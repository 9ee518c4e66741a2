// src/config/validate.rs

use petgraph::algo::toposort;
use petgraph::graphmap::DiGraphMap;

use crate::config::model::{PlanFile, RawPlanFile};
use crate::errors::{PlanError, Result};

impl TryFrom<RawPlanFile> for PlanFile {
    type Error = PlanError;

    fn try_from(raw: RawPlanFile) -> std::result::Result<Self, Self::Error> {
        validate_raw_plan(&raw)?;
        Ok(PlanFile::new_unchecked(raw.plan, raw.task, raw.request))
    }
}

fn validate_raw_plan(cfg: &RawPlanFile) -> Result<()> {
    ensure_has_tasks(cfg)?;
    validate_plan_section(cfg)?;
    validate_task_references(cfg)?;
    validate_requests(cfg)?;
    validate_hard_edges_acyclic(cfg)?;
    Ok(())
}

fn ensure_has_tasks(cfg: &RawPlanFile) -> Result<()> {
    if cfg.task.is_empty() {
        return Err(PlanError::ConfigError(
            "plan must contain at least one [task.<name>] section".to_string(),
        ));
    }
    Ok(())
}

fn validate_plan_section(cfg: &RawPlanFile) -> Result<()> {
    if cfg.plan.max_workers == 0 {
        return Err(PlanError::ConfigError(
            "[plan].max_workers must be >= 1 (got 0)".to_string(),
        ));
    }
    Ok(())
}

fn validate_task_references(cfg: &RawPlanFile) -> Result<()> {
    for (name, task) in cfg.task.iter() {
        let lists = [
            ("depends_on", &task.depends_on),
            ("must_run_after", &task.must_run_after),
            ("should_run_after", &task.should_run_after),
            ("finalized_by", &task.finalized_by),
        ];
        for (field, targets) in lists {
            for target in targets.iter() {
                if !cfg.task.contains_key(target) {
                    return Err(PlanError::ConfigError(format!(
                        "task '{}' has unknown task '{}' in `{}`",
                        name, target, field
                    )));
                }
                if target == name {
                    return Err(PlanError::ConfigError(format!(
                        "task '{}' cannot reference itself in `{}`",
                        name, field
                    )));
                }
            }
        }
    }
    Ok(())
}

fn validate_requests(cfg: &RawPlanFile) -> Result<()> {
    for (index, request) in cfg.request.iter().enumerate() {
        if request.tasks.is_empty() {
            return Err(PlanError::ConfigError(format!(
                "[[request]] #{} must name at least one task",
                index + 1
            )));
        }
        for task in request.tasks.iter() {
            if !cfg.task.contains_key(task) {
                return Err(PlanError::UnknownTask(task.clone()));
            }
        }
    }
    Ok(())
}

fn validate_hard_edges_acyclic(cfg: &RawPlanFile) -> Result<()> {
    // Edge direction: prerequisite -> task.
    let mut graph: DiGraphMap<&str, ()> = DiGraphMap::new();

    for name in cfg.task.keys() {
        graph.add_node(name.as_str());
    }

    for (name, task) in cfg.task.iter() {
        for dep in task.depends_on.iter().chain(task.must_run_after.iter()) {
            graph.add_edge(dep.as_str(), name.as_str(), ());
        }
        for finalizer in task.finalized_by.iter() {
            graph.add_edge(name.as_str(), finalizer.as_str(), ());
        }
    }

    match toposort(&graph, None) {
        Ok(_order) => Ok(()),
        Err(cycle) => Err(PlanError::Cycle(format!(
            "task graph has a cycle involving task '{}'",
            cycle.node_id()
        ))),
    }
}
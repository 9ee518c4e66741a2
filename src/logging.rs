// src/logging.rs

//! Logging setup for `execplan` using `tracing` + `tracing-subscriber`.
//!
//! Priority for determining the log level:
//! 1. `--log-level` CLI flag (if provided)
//! 2. `EXECPLAN_LOG` environment variable (e.g. "info", "debug")
//! 3. default to `info`
//!
//! Logs go to stderr; stdout is reserved for the dry-run listing and the
//! final summary.

use anyhow::Result;
use tracing_subscriber::fmt;

use crate::cli::LogLevel;

/// Initialise the global logging subscriber. Call once at startup.
pub fn init_logging(cli_level: Option<LogLevel>) -> Result<()> {
    let level = match cli_level {
        Some(lvl) => level_from_log_level(lvl),
        None => std::env::var("EXECPLAN_LOG")
            .ok()
            .and_then(|s| parse_level_str(&s))
            .unwrap_or(tracing::Level::INFO),
    };

    fmt()
        .with_max_level(level)
        .with_target(false)
        .with_writer(std::io::stderr)
        .try_init()
        .map_err(|err| anyhow::anyhow!("failed to install logger: {err}"))?;

    Ok(())
}

fn level_from_log_level(lvl: LogLevel) -> tracing::Level {
    match lvl {
        LogLevel::Error => tracing::Level::ERROR,
        LogLevel::Warn => tracing::Level::WARN,
        LogLevel::Info => tracing::Level::INFO,
        LogLevel::Debug => tracing::Level::DEBUG,
        LogLevel::Trace => tracing::Level::TRACE,
    }
}

fn parse_level_str(s: &str) -> Option<tracing::Level> {
    match s.trim().to_lowercase().as_str() {
        "error" => Some(tracing::Level::ERROR),
        "warn" | "warning" => Some(tracing::Level::WARN),
        "info" => Some(tracing::Level::INFO),
        "debug" => Some(tracing::Level::DEBUG),
        "trace" => Some(tracing::Level::TRACE),
        _ => None,
    }
}
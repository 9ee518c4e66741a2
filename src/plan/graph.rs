// src/plan/graph.rs

//! Arena holding every node of an execution plan.
//!
//! Nodes reference each other through [`NodeId`]s only, so the bidirectional
//! edge pairs (must successors / predecessors, finalizing successors /
//! finalizers, dependency successors / predecessors) are two index-set
//! insertions under one `&mut self` call.
//!
//! Query methods take ids handed out by this graph and panic on foreign ids,
//! the same way slice indexing does. Mutators validate their ids and return
//! [`PlanError`]s instead.

use std::cmp::Ordering;
use std::collections::BTreeSet;
use std::sync::Arc;

use tracing::{debug, trace};

use crate::errors::{PlanError, Result};
use crate::plan::diagnostics::{DiagnosticEvent, DiagnosticSink, LifecycleHook};
use crate::plan::finalizer::{FinalizerGroup, FinalizerGroupId};
use crate::plan::group::{NodeGroup, OrdinalGroup};
use crate::plan::node::{Node, NodeKind};
use crate::plan::ordinal::{OrdinalNode, OrdinalNodeAccess};
use crate::plan::task_node::{TaskNode, TaskSpec};
use crate::types::{ExecutionState, NodeFailure, NodeId, OrdinalType};

static EMPTY: BTreeSet<NodeId> = BTreeSet::new();

#[derive(Debug)]
pub struct ExecutionGraph {
    nodes: Vec<Node>,
    finalizer_groups: Vec<FinalizerGroup>,
    ordinal_nodes: OrdinalNodeAccess,
    sink: Arc<dyn DiagnosticSink>,
}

____

=== To do ===
What lines in the material above hold the word "petgraph"? Pull them out.

=== Response ===
use petgraph::algo::toposort;
use petgraph::graphmap::DiGraphMap;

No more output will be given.